Spiked ball like Ivy flowers supply pollen and nectar and bees use this to supplement their honey stores for winter. At this time beekeepers are feeding honeybees, having stolen some natural honey beeks feed the bees with sugar syrup so that they have enough stores of honey to get them through winter. This autumn feed is not just to get them over Christmas but well into March.

Given enough stores the queen would start to lay in February, so new bees have hatched and are ready to forage when the first sources of food are available, early Plum, Hazel and Willow catkins, Crocus flowers etc. say around the end of March and the queen will only lay if there is sufficient stores for bees to consume and generate heat to keep brood warm (30 deg C). Therefore, we must supply syrup early enough for bees to convert this to “bakers honey” and cap it ready and accessible for use.

Bees in summer live about 6 weeks after hatching, 3 weeks in the hive undertaking instinctive tasks and then 3 weeks foraging, literally working themselves to death. Around now the queen is laying winter bees, these are the same as summer bees but when they emerge there is little or no forage so they live of the stores built up by previous bees and since the winter bees don’t have to forage they survive longer inside the hive and will nurse new brood in the early spring.
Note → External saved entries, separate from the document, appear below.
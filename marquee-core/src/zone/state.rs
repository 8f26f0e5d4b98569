//! Zone animation states
//!
//! An animation is two phases. Entering starts at `Initialise` and finishes
//! at `Pause`; exiting starts at `Pause` and finishes at `End`. The states in
//! between are used by the effects to sequence their frames.

/// Animation state of a zone
#[derive(Debug, Clone, Copy, PartialEq, Eq, Default)]
#[cfg_attr(feature = "defmt", derive(defmt::Format))]
pub enum FsmState {
    /// Animation requested, nothing drawn yet
    Initialise,
    /// Fetching the first character
    GetFirstChar,
    /// Fetching the next character
    GetNextChar,
    /// Drawing character columns
    PutChar,
    /// Drawing blank columns after the text
    PutFiller,
    /// Entering finished, text is on display
    Pause,
    /// Animation complete
    #[default]
    End,
}

impl FsmState {
    /// Check if the zone has nothing left to do
    pub fn is_idle(&self) -> bool {
        matches!(self, FsmState::End)
    }

    /// Check if an effect is between its first and last frame
    pub fn is_running(&self) -> bool {
        matches!(
            self,
            FsmState::GetFirstChar
                | FsmState::GetNextChar
                | FsmState::PutChar
                | FsmState::PutFiller
        )
    }
}

/// Which half of the animation is being played
#[derive(Debug, Clone, Copy, PartialEq, Eq, Default)]
#[cfg_attr(feature = "defmt", derive(defmt::Format))]
pub enum Motion {
    /// Text is arriving (entry effect)
    #[default]
    Entering,
    /// Text is leaving (exit effect)
    Exiting,
}

impl Motion {
    /// Motion after a step that left the zone in `state`
    ///
    /// Entering switches to exiting once the pause is reached, never back.
    pub fn after(self, state: FsmState) -> Self {
        match (self, state) {
            (Motion::Entering, FsmState::Pause) => Motion::Exiting,
            (motion, _) => motion,
        }
    }
}
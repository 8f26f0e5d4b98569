//! Static print

use super::{Effect, Frame};
use crate::traits::MatrixSurface;
use crate::zone::FsmState;

/// Whole text in one frame
pub(crate) struct Print;

impl Effect for Print {
    fn enter<S: MatrixSurface + ?Sized>(
        &self,
        _state: FsmState,
        fx: &mut Frame<'_, '_, S>,
    ) -> FsmState {
        fx.common_print();
        FsmState::Pause
    }

    fn exit<S: MatrixSurface + ?Sized>(
        &self,
        _state: FsmState,
        fx: &mut Frame<'_, '_, S>,
    ) -> FsmState {
        fx.clear_zone();
        FsmState::End
    }
}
Honeybee with pollen foraging on Ivy, I’m not sure if bees forage for pollen, nectar or both when flying, they are species specific on each flight in order to discharge their pollinating obligation so will not visit different flower species on a single flight. Bees also visit buds of tree flower and leaf to gather sap which they mix with wax to form propolis a medicinal bee glue used to plug gaps in the hive.
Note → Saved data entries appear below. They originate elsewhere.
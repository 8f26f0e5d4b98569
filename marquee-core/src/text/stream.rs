//! Glyph stream over a zone's text

use super::{text_len, CharCursor, Traversal};
use crate::font::{Glyph, GlyphSource, GLYPH_COLUMNS};
use crate::traits::MatrixSurface;

/// Text of a zone together with the state needed to draw it glyph by glyph
#[derive(Debug, Clone)]
pub struct TextStream<'a> {
    text: Option<&'a [u8]>,
    cursor: CharCursor,
    glyph: Glyph,
    source: GlyphSource<'a>,
    spacing: u8,
}

impl Default for TextStream<'_> {
    fn default() -> Self {
        Self::new()
    }
}

impl<'a> TextStream<'a> {
    /// Create a stream with no text and one column of spacing
    pub const fn new() -> Self {
        Self {
            text: None,
            cursor: CharCursor::new(),
            glyph: Glyph::new(),
            source: GlyphSource::new(),
            spacing: 1,
        }
    }

    /// The text, if any
    pub fn text(&self) -> Option<&'a [u8]> {
        self.text
    }

    /// Replace the text
    pub fn set_text(&mut self, text: Option<&'a [u8]>) {
        self.text = text;
        self.cursor = CharCursor::new();
        self.glyph.clear();
    }

    /// Blank columns drawn after each character
    pub fn spacing(&self) -> u8 {
        self.spacing
    }

    /// Set the blank columns drawn after each character
    pub fn set_spacing(&mut self, spacing: u8) {
        self.spacing = spacing;
    }

    /// Glyph source used for lookups
    pub fn source(&self) -> &GlyphSource<'a> {
        &self.source
    }

    /// Mutable glyph source
    pub fn source_mut(&mut self) -> &mut GlyphSource<'a> {
        &mut self.source
    }

    /// Columns of the most recently fetched character
    pub fn glyph(&self) -> &Glyph {
        &self.glyph
    }

    /// Check if the last character has been fetched
    pub fn is_end_of_text(&self) -> bool {
        self.cursor.is_end_of_text()
    }

    /// Load the first character in the direction of travel
    ///
    /// Returns the number of columns loaded, 0 when there is no text.
    pub fn fetch_first<S: MatrixSurface + ?Sized>(
        &mut self,
        surface: &mut S,
        traversal: Traversal,
    ) -> usize {
        let code = self
            .text
            .and_then(|text| self.cursor.first(text, traversal));
        self.load(surface, code)
    }

    /// Load the next character
    ///
    /// Returns 0 once the end of text has been reached.
    pub fn fetch_next<S: MatrixSurface + ?Sized>(&mut self, surface: &mut S) -> usize {
        let code = match self.text {
            Some(text) => self.cursor.next(text),
            None => None,
        };
        self.load(surface, code)
    }

    fn load<S: MatrixSurface + ?Sized>(&mut self, surface: &mut S, code: Option<u8>) -> usize {
        match code {
            Some(code) => {
                let reversed = self.cursor.traversal() == Traversal::Backward;
                self.glyph
                    .load(&self.source, surface, code, self.spacing, reversed)
            }
            None => {
                self.glyph.clear();
                0
            }
        }
    }

    /// Width of the whole text in columns
    ///
    /// Spacing is counted between characters, not after the last one.
    pub fn measure<S: MatrixSurface + ?Sized>(&self, surface: &mut S) -> u16 {
        let Some(text) = self.text else {
            return 0;
        };

        let mut buf = [0u8; GLYPH_COLUMNS];
        let mut width: u16 = 0;
        for (i, &code) in text[..text_len(text)].iter().enumerate() {
            if i > 0 {
                width = width.saturating_add(self.spacing as u16);
            }
            let cols = self.source.resolve(surface, code, &mut buf);
            width = width.saturating_add(cols as u16);
        }
        width
    }
}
Many pollinating insects, wasps and butterflies visit Ivy for about the last substantial forage of the year.

At this time we are preparing for 2020, the measures we take now effectively set the scene for next year, if we feed enough at the right time colonies emerging in the spring will have the potential to develop into strong, healthy and productive colonies during 2020. Planning is important because what at first glance is a year of forage and honey production is in fact several thin slices of timeframe when some key measures must be addressed by the beek.

Looking at the chart below, the green curve depicts the rise and fall in bee population with a peak around July, exact times vary with prevailing conditions, but the chart describes the interrelationship between events I believe. The red line represents the build up of varroa Destructor the parasitic mite.
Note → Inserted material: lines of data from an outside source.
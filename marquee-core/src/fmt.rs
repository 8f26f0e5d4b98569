//! Logging macros
//!
//! Forward to `defmt` when the `defmt` feature is enabled and expand to
//! nothing otherwise, so library code can log state changes without
//! forcing a logger on host builds.

#![allow(unused_macros)]

macro_rules! trace {
    ($s:literal $(, $x:expr)* $(,)?) => {{
        #[cfg(feature = "defmt")]
        ::defmt::trace!($s $(, $x)*);
        #[cfg(not(feature = "defmt"))]
        { $( let _ = &$x; )* }
    }};
}

macro_rules! debug {
    ($s:literal $(, $x:expr)* $(,)?) => {{
        #[cfg(feature = "defmt")]
        ::defmt::debug!($s $(, $x)*);
        #[cfg(not(feature = "defmt"))]
        { $( let _ = &$x; )* }
    }};
}

macro_rules! warn {
    ($s:literal $(, $x:expr)* $(,)?) => {{
        #[cfg(feature = "defmt")]
        ::defmt::warn!($s $(, $x)*);
        #[cfg(not(feature = "defmt"))]
        { $( let _ = &$x; )* }
    }};
}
Varroa is a major threat to bees and beekeeping, we treat for the parasite using Oxalic acid, a natural acid found in Rhubarb but as a crystal it is dangerous to humans and deadly to Varroa, yet bees appear immune to the vapour. Varroa targets drone comb and lives during its reproductive cycles under the protection of drone capping’s. Drones unintentionally distribute varroa to other colonies, as the graph suggests, at Varroa highest infestation time during late summer a time which overlaps the mating season for bees. Varroa infected drones tend to fail as mates for queen bees, this results in queens which fail to serve the needs of honeybee colonies, so it is necessary for beekeepers to anticipate varroa infestation when rearing locally adapted honeybee queens.